Алена с любопытством вскинула голову. О чем это она? О каких радостях? Чревоугодие? Но сестра-трапезница воздержанна в пище, как никакая другая из сестер. Да и тело ее – сухое, поджарое, без единой жировой складки – сие выказывает.
Под любопытным взглядом Алены Еротиада вдруг зябко передернулась:
– Ох, как глядишь ты… мне от взоров твоих томно.
Алена поспешно потупилась. Как странно дрогнул голос Еротиады. Или и впрямь столь смущена? Алене тоже вдруг стыдно сделалось. Хотя в чем стыд? Подумаешь, две голые бабы в мыльне сидят. Не с мужиком же баба! Хотя еще кое-где в общественных банях моются совместно мужики с бабами – и ничего, никакого стыда. Однако засиделись они здесь. Не пора ли уж и восвояси? Вот-вот рассветет. Счастье еще, что у Алены бочка полнехонька наполнена – по указке, понятное дело, сестры-трапезницы! – и хоть с завтраком нынче задержки не будет. Ее мысли так прочно прилепились к привычным делам, что она даже вздрогнула, когда голос Еротиады зазвучал вдруг близко-близко:
– Жены мужей обольщают, яко болванов, и творят с ними скверный блуд. А слыхала ль ты об ангельской любви?

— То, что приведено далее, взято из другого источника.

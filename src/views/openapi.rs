use std::collections::BTreeMap;

use itertools::Itertools as _;
use tracing::debug;
use utoipa::OpenApi;
use utoipa::openapi::Components;
use utoipa::openapi::Discriminator;
use utoipa::openapi::ObjectBuilder;
use utoipa::openapi::OneOf;
use utoipa::openapi::PathItem;
use utoipa::openapi::Ref;
use utoipa::openapi::RefOr;
use utoipa::openapi::Schema;
use utoipa::openapi::schema::SchemaType;
use utoipa::openapi::schema::Type;

use crate::error::ErrorDefinition;
use crate::error::InternalError;
use crate::views::service_router;

/// Name of the schema every error of the service is an instance of
const ERROR_SCHEMA: &str = "CmsError";

#[derive(OpenApi)]
#[openapi(
    info(
        title = "CMS Core",
        description = "Public API and admin endpoints of the CMS",
        license(name = "LGPL", url = "https://www.gnu.org/licenses/lgpl-3.0.html"),
    ),
    components(schemas(InternalError))
)]
pub struct OpenApiRoot;

fn typed(schema_type: Type) -> ObjectBuilder {
    ObjectBuilder::new().schema_type(SchemaType::Type(schema_type))
}

/// Maps the type names recorded by the error derive to JSON types
fn context_type(type_name: &str) -> Type {
    match type_name {
        "bool" => Type::Boolean,
        "i8" | "i16" | "i32" | "i64" | "isize" | "u8" | "u16" | "u32" | "u64" | "usize" => {
            Type::Integer
        }
        "f32" | "f64" => Type::Number,
        "Vec" => Type::Array,
        "char" | "String" | "str" => Type::String,
        _ => Type::Object,
    }
}

fn error_schema(error_def: &ErrorDefinition) -> RefOr<Schema> {
    let context = error_def.get_context();
    // sorted so that the generated document is stable
    let context = context
        .iter()
        .sorted_by_key(|(name, _)| name.as_str())
        .fold(typed(Type::Object), |object, (name, type_name)| {
            object
                .property(name, typed(context_type(type_name)))
                .required(name)
        });
    typed(Type::Object)
        .property("type", typed(Type::String).enum_values(Some([error_def.id])))
        .property("status", typed(Type::Integer).enum_values(Some([error_def.status])))
        .property("message", typed(Type::String))
        .property("context", context)
        .required("type")
        .required("status")
        .required("message")
        .into()
}

impl OpenApiRoot {
    /// Registers every error definition and the `CmsError` union of them all
    fn insert_errors(components: &mut Components) {
        let mut union = OneOf::new();
        union.description = Some("Every error returned by the service".to_owned());
        union.discriminator = Some(Discriminator::new("type"));
        // inventory gives no ordering guarantee
        let definitions = inventory::iter::<ErrorDefinition>
            .into_iter()
            .sorted_by_key(|def| (def.namespace, def.id));
        for error_def in definitions {
            let name = error_def.get_schema_name();
            union
                .items
                .push(Ref::new(format!("#/components/schemas/{name}")).into());
            components.schemas.insert(name, error_schema(error_def));
        }
        components
            .schemas
            .insert(ERROR_SCHEMA.to_owned(), RefOr::T(Schema::OneOf(union)));
    }

    fn collect_paths() -> (BTreeMap<String, PathItem>, Vec<(String, RefOr<Schema>)>) {
        let mut paths = BTreeMap::<String, PathItem>::new();
        let mut schemas = Vec::new();
        for route in service_router().routes {
            debug!(path = route.path, "documenting route");
            let (path_item, route_schemas) = route.path_item();
            schemas.extend(route_schemas);
            match paths.remove(&route.path) {
                Some(mut existing) => {
                    existing.merge_operations(path_item);
                    paths.insert(route.path, existing);
                }
                None => {
                    paths.insert(route.path, path_item);
                }
            }
        }
        (paths, schemas)
    }

    pub fn build_openapi() -> utoipa::openapi::OpenApi {
        let mut openapi = OpenApiRoot::openapi();
        let (paths, schemas) = Self::collect_paths();
        for (path, mut path_item) in paths {
            // handler names are an implementation detail of the server
            for operation in [
                &mut path_item.get,
                &mut path_item.put,
                &mut path_item.post,
                &mut path_item.delete,
                &mut path_item.patch,
            ]
            .into_iter()
            .flatten()
            {
                operation.operation_id = None;
            }
            openapi.paths.paths.insert(path, path_item);
        }
        let components = openapi.components.get_or_insert_with(Default::default);
        for (name, schema) in schemas {
            components.schemas.entry(name).or_insert(schema);
        }
        Self::insert_errors(components);
        openapi
    }
}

Алена и не заметила, как сестра-трапезница пересела на лавку рядом с нею и пристально вгляделась в глаза. Алена неуверенно улыбнулась:
– Нет. Промеж ангелами бесплотными, бесполыми какая любовь?
– Это кто сказал, что они – бесполые? – прищурилась Еротиада, и Алене стало чуть легче дышать: слава богу, глаза сестры-трапезницы сделались привычно-сердитыми, из них исчезло то выражение, которое смутно тревожило и смущало. – Мужчины! Конечно, мужчины сие выдумали! Когда что-то непостижимо их скотским, убогим разумом, они просто-напросто отрицают все, словно гонят прочь. Ежели ангелы не способны предаваться друг с другом непристойным телодвижениям – стало быть, они холодны, бесполы, бесстрастны! Но ангелы, как и женщины, могут вполне обходиться без существ мужского пола – и все-таки ведать радости любви!